=== Task directions ===
Copy out every line of the data exactly.

=== Information shown ===
::::::::::

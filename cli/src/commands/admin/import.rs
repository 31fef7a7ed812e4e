//! # Bulk User Import
//!
//! File: cli/src/commands/admin/import.rs
//!
//! Parses a comma-delimited user file and renders the server's per-row
//! outcome. Expected layout, header row first:
//!
//! ```text
//! username,password,is_admin
//! carol,secret3,false
//! dave,secret4,TRUE
//! ```
//!
//! Rows missing a username or password are skipped. The admin column is
//! optional and only `true` (any case) makes an admin. No quoting or escaping
//! is supported; extra columns are ignored.
//!
use crate::common::models::{BulkImportResult, ImportRow};
use crate::common::ui::tables;
use tracing::debug;

/// Parses the file contents into import rows, skipping the header.
pub fn parse_user_rows(text: &str) -> Vec<ImportRow> {
    text.split('\n')
        .skip(1)
        .enumerate()
        .filter_map(|(i, line)| {
            let row = parse_line(line.trim_end_matches('\r'));
            if row.is_none() && !line.trim().is_empty() {
                debug!("Skipping import line {}: missing username or password", i + 2);
            }
            row
        })
        .collect()
}

fn parse_line(line: &str) -> Option<ImportRow> {
    let mut fields = line.split(',').map(str::trim);
    let username = fields.next().filter(|f| !f.is_empty())?;
    let password = fields.next().filter(|f| !f.is_empty())?;
    let is_admin = fields
        .next()
        .is_some_and(|f| f.eq_ignore_ascii_case("true"));
    Some(ImportRow {
        username: username.to_string(),
        password: password.to_string(),
        is_admin,
    })
}

/// Overall result of an import, from the size of each partition.
#[derive(Debug, Clone, Copy, PartialEq, Eq)]
pub enum ImportSummary {
    AllCreated,
    SomeFailed,
    NoneCreated,
}

impl ImportSummary {
    pub fn of(result: &BulkImportResult) -> Self {
        if result.failed.is_empty() {
            ImportSummary::AllCreated
        } else if !result.success.is_empty() {
            ImportSummary::SomeFailed
        } else {
            ImportSummary::NoneCreated
        }
    }

    pub fn notice(&self) -> &'static str {
        match self {
            ImportSummary::AllCreated => "All users created successfully",
            ImportSummary::SomeFailed => "Some users failed to create",
            ImportSummary::NoneCreated => "Failed to create users",
        }
    }
}

/// Summary notice plus the succeeded and failed tables.
pub fn render_import_result(result: &BulkImportResult) -> String {
    let mut out = format!("{}\n\n", ImportSummary::of(result).notice());

    out.push_str(&format!("Successfully created {} users\n", result.success.len()));
    if !result.success.is_empty() {
        let rows: Vec<Vec<String>> = result
            .success
            .iter()
            .map(|r| vec![r.username.clone(), tables::yes_no(r.is_admin)])
            .collect();
        out.push_str(&tables::render_table(&["Username", "Is Admin"], &rows));
    }

    if !result.failed.is_empty() {
        out.push_str(&format!("\nFailed to create {} users\n", result.failed.len()));
        let rows: Vec<Vec<String>> = result
            .failed
            .iter()
            .map(|f| vec![f.user.username.clone(), f.error.clone()])
            .collect();
        out.push_str(&tables::render_table(&["Username", "Error"], &rows));
    }
    out
}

::::::::::

=== Solution to the exercise ===
filename cli/src/commands/admin/import.rs
repository 31fef7a7ed812e4e
//! # Bulk User Import
//!
//! File: cli/src/commands/admin/import.rs
//!
//! Parses a comma-delimited user file and renders the server's per-row
//! outcome. Expected layout, header row first:
//!
//! ```text
//! username,password,is_admin
//! carol,secret3,false
//! dave,secret4,TRUE
//! ```
//!
//! Rows missing a username or password are skipped. The admin column is
//! optional and only `true` (any case) makes an admin. No quoting or escaping
//! is supported; extra columns are ignored.
//!
use crate::common::models::{BulkImportResult, ImportRow};
use crate::common::ui::tables;
use tracing::debug;

/// Parses the file contents into import rows, skipping the header.
pub fn parse_user_rows(text: &str) -> Vec<ImportRow> {
    text.split('\n')
        .skip(1)
        .enumerate()
        .filter_map(|(i, line)| {
            let row = parse_line(line.trim_end_matches('\r'));
            if row.is_none() && !line.trim().is_empty() {
                debug!("Skipping import line {}: missing username or password", i + 2);
            }
            row
        })
        .collect()
}

fn parse_line(line: &str) -> Option<ImportRow> {
    let mut fields = line.split(',').map(str::trim);
    let username = fields.next().filter(|f| !f.is_empty())?;
    let password = fields.next().filter(|f| !f.is_empty())?;
    let is_admin = fields
        .next()
        .is_some_and(|f| f.eq_ignore_ascii_case("true"));
    Some(ImportRow {
        username: username.to_string(),
        password: password.to_string(),
        is_admin,
    })
}

/// Overall result of an import, from the size of each partition.
#[derive(Debug, Clone, Copy, PartialEq, Eq)]
pub enum ImportSummary {
    AllCreated,
    SomeFailed,
    NoneCreated,
}

impl ImportSummary {
    pub fn of(result: &BulkImportResult) -> Self {
        if result.failed.is_empty() {
            ImportSummary::AllCreated
        } else if !result.success.is_empty() {
            ImportSummary::SomeFailed
        } else {
            ImportSummary::NoneCreated
        }
    }

    pub fn notice(&self) -> &'static str {
        match self {
            ImportSummary::AllCreated => "All users created successfully",
            ImportSummary::SomeFailed => "Some users failed to create",
            ImportSummary::NoneCreated => "Failed to create users",
        }
    }
}

/// Summary notice plus the succeeded and failed tables.
pub fn render_import_result(result: &BulkImportResult) -> String {
    let mut out = format!("{}\n\n", ImportSummary::of(result).notice());

    out.push_str(&format!("Successfully created {} users\n", result.success.len()));
    if !result.success.is_empty() {
        let rows: Vec<Vec<String>> = result
            .success
            .iter()
            .map(|r| vec![r.username.clone(), tables::yes_no(r.is_admin)])
            .collect();
        out.push_str(&tables::render_table(&["Username", "Is Admin"], &rows));
    }

    if !result.failed.is_empty() {
        out.push_str(&format!("\nFailed to create {} users\n", result.failed.len()));
        let rows: Vec<Vec<String>> = result
            .failed
            .iter()
            .map(|f| vec![f.user.username.clone(), f.error.clone()])
            .collect();
        out.push_str(&tables::render_table(&["Username", "Error"], &rows));
    }
    out
}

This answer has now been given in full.